その先に、目の前に……左半身が奇妙な黒い異形。
その左の半身は、巨大な隻翼を広げ、鋭い爪を持ち、黒い霧状の何かを漂わせていた。
「……あり得ん。我が貴様に負けるなどあり得るモノか!」
喚き散らす様に、歪な黒が叫ぶ。
「――お前の負けだ……俺の体、返してもらうぞ」
「馬鹿な事を言うな、コレは我が肉体ぞ……貴様などにくれてやるものか!」
「お前に選択権は無い……ElderDemonBane」
紡ぐ、同時に、輝く五芒星が展開して、確かな質量を持った剣を作り上げる。
「諦めろ……お前単体が俺より強くても……俺には支えてくれる人たちが居た」
そのおかげで、今もここに居る。
旧き神剣を振り上げる。
「じゃあな……消え去れ《混沌》」
「舐めるな! 貴様等にこの器を取り戻すと言う未来など無い。
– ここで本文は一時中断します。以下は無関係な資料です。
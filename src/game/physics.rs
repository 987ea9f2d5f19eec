//! Target physics and playfield constraints

use super::session::Target;

/// Playfield and glyph metrics
#[derive(Debug, Clone, Copy)]
pub struct Playfield {
    /// Playfield width in pixels
    pub width: f32,
    /// Playfield height in pixels
    pub height: f32,
    /// Rendered height of a target
    pub target_height: f32,
    /// Approximate rendered width of one glyph
    pub char_width: f32,
    /// Horizontal padding around a target's text
    pub target_padding: f32,
}

impl Default for Playfield {
    fn default() -> Self {
        Self {
            width: 800.0,
            height: 500.0,
            target_height: 40.0,
            char_width: 12.0,
            target_padding: 16.0,
        }
    }
}

impl Playfield {
    /// Rendered width of a target showing `text`
    pub fn target_width(&self, text: &str) -> f32 {
        text.chars().count() as f32 * self.char_width + self.target_padding
    }

    /// Highest valid `y` for a target's top edge
    pub fn max_y(&self) -> f32 {
        (self.height - self.target_height).max(0.0)
    }
}

/// Result of advancing a single target
#[derive(Debug, Clone, Copy, PartialEq, Eq)]
pub enum StepOutcome {
    /// Still inside the playfield
    InPlay,
    /// Touched or crossed the right wall
    ReachedWall,
}

/// Physics system for moving targets
pub struct PhysicsSystem;

impl PhysicsSystem {
    /// Advance a target by its velocity over `dt` seconds.
    ///
    /// Vertical bounds bounce elastically. The right wall is reported, not
    /// resolved.
    pub fn step(target: &mut Target, dt: f32, field: &Playfield) -> StepOutcome {
        target.x += target.vx * dt;
        target.y += target.vy * dt;

        Self::bounce_vertical(target, field);

        if Self::hits_right_wall(target, field) {
            StepOutcome::ReachedWall
        } else {
            StepOutcome::InPlay
        }
    }

    /// Clamp to the top/bottom bound and reflect the vertical velocity
    pub fn bounce_vertical(target: &mut Target, field: &Playfield) {
        let bottom = field.height - target.height;

        if target.y <= 0.0 {
            target.y = 0.0;
            target.vy = target.vy.abs();
        } else if target.y >= bottom {
            target.y = bottom.max(0.0);
            target.vy = -target.vy.abs();
        }
    }

    /// Check whether the target's right edge reached the wall
    pub fn hits_right_wall(target: &Target, field: &Playfield) -> bool {
        target.x + target.width >= field.width
    }
}
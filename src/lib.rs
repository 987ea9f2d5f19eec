//! Typing game engine and leaderboard server

pub mod app;
pub mod config;
pub mod game;
pub mod http;
pub mod leaderboard;
pub mod store;
pub mod util;
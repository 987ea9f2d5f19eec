//! Rate limiting for leaderboard submissions

use governor::{
    clock::{Clock, DefaultClock},
    middleware::NoOpMiddleware,
    state::keyed::DefaultKeyedStateStore,
    Quota, RateLimiter,
};
use std::num::NonZeroU32;
use std::sync::Arc;
use std::time::Duration;

/// Keyed rate limiter type alias
pub type KeyedLimiter<C> = RateLimiter<
    String,
    DefaultKeyedStateStore<String>,
    C,
    NoOpMiddleware<<C as Clock>::Instant>,
>;

/// Default submissions allowed per window per client
pub const SUBMIT_RATE_LIMIT: u32 = 10;

/// Default window length in seconds
pub const SUBMIT_RATE_WINDOW_SECS: u64 = 60;

/// Build a quota allowing `max_requests` per `window`.
///
/// The whole allowance is available as a burst, and one slot comes back per
/// elapsed window, so no `window`-long span ever admits more than
/// `max_requests` from one client.
pub fn window_quota(window: Duration, max_requests: u32) -> Quota {
    let burst = NonZeroU32::new(max_requests).unwrap_or(NonZeroU32::MIN);
    Quota::with_period(window)
        .unwrap_or_else(|| Quota::per_second(burst))
        .allow_burst(burst)
}

/// Per-client submission limiter
#[derive(Clone)]
pub struct SubmissionLimiter<C: Clock = DefaultClock> {
    limiter: Arc<KeyedLimiter<C>>,
    clock: C,
}

impl SubmissionLimiter<DefaultClock> {
    pub fn new(window: Duration, max_requests: u32) -> Self {
        Self::with_clock(window, max_requests, DefaultClock::default())
    }
}

impl<C: Clock> SubmissionLimiter<C> {
    pub fn with_clock(window: Duration, max_requests: u32, clock: C) -> Self {
        let quota = window_quota(window, max_requests);
        Self {
            limiter: Arc::new(RateLimiter::dashmap_with_clock(quota, &clock)),
            clock,
        }
    }

    /// Check a submission for `client_key`.
    ///
    /// Returns how long the client has to wait when rejected.
    pub fn check(&self, client_key: &str) -> Result<(), Duration> {
        self.limiter
            .check_key(&client_key.to_string())
            .map_err(|not_until| not_until.wait_time_from(self.clock.now()))
    }

    /// Drop state for clients whose allowance has fully refilled
    pub fn evict_idle(&self) {
        self.limiter.retain_recent();
    }

    /// Number of tracked client keys
    pub fn tracked_clients(&self) -> usize {
        self.limiter.len()
    }
}

impl Default for SubmissionLimiter<DefaultClock> {
    fn default() -> Self {
        Self::new(
            Duration::from_secs(SUBMIT_RATE_WINDOW_SECS),
            SUBMIT_RATE_LIMIT,
        )
    }
}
ここが貴様等の終焉だ」
「ふざけろ! ここで終わるのは、お前だ!」
言って、刃を振り下ろす。
「仕方ない、見せてやろう這い寄る混沌たる我が力! 這いうねる混沌たる我が力を!――Ahtu」
瞬間、異変が起こった。

――to be continued.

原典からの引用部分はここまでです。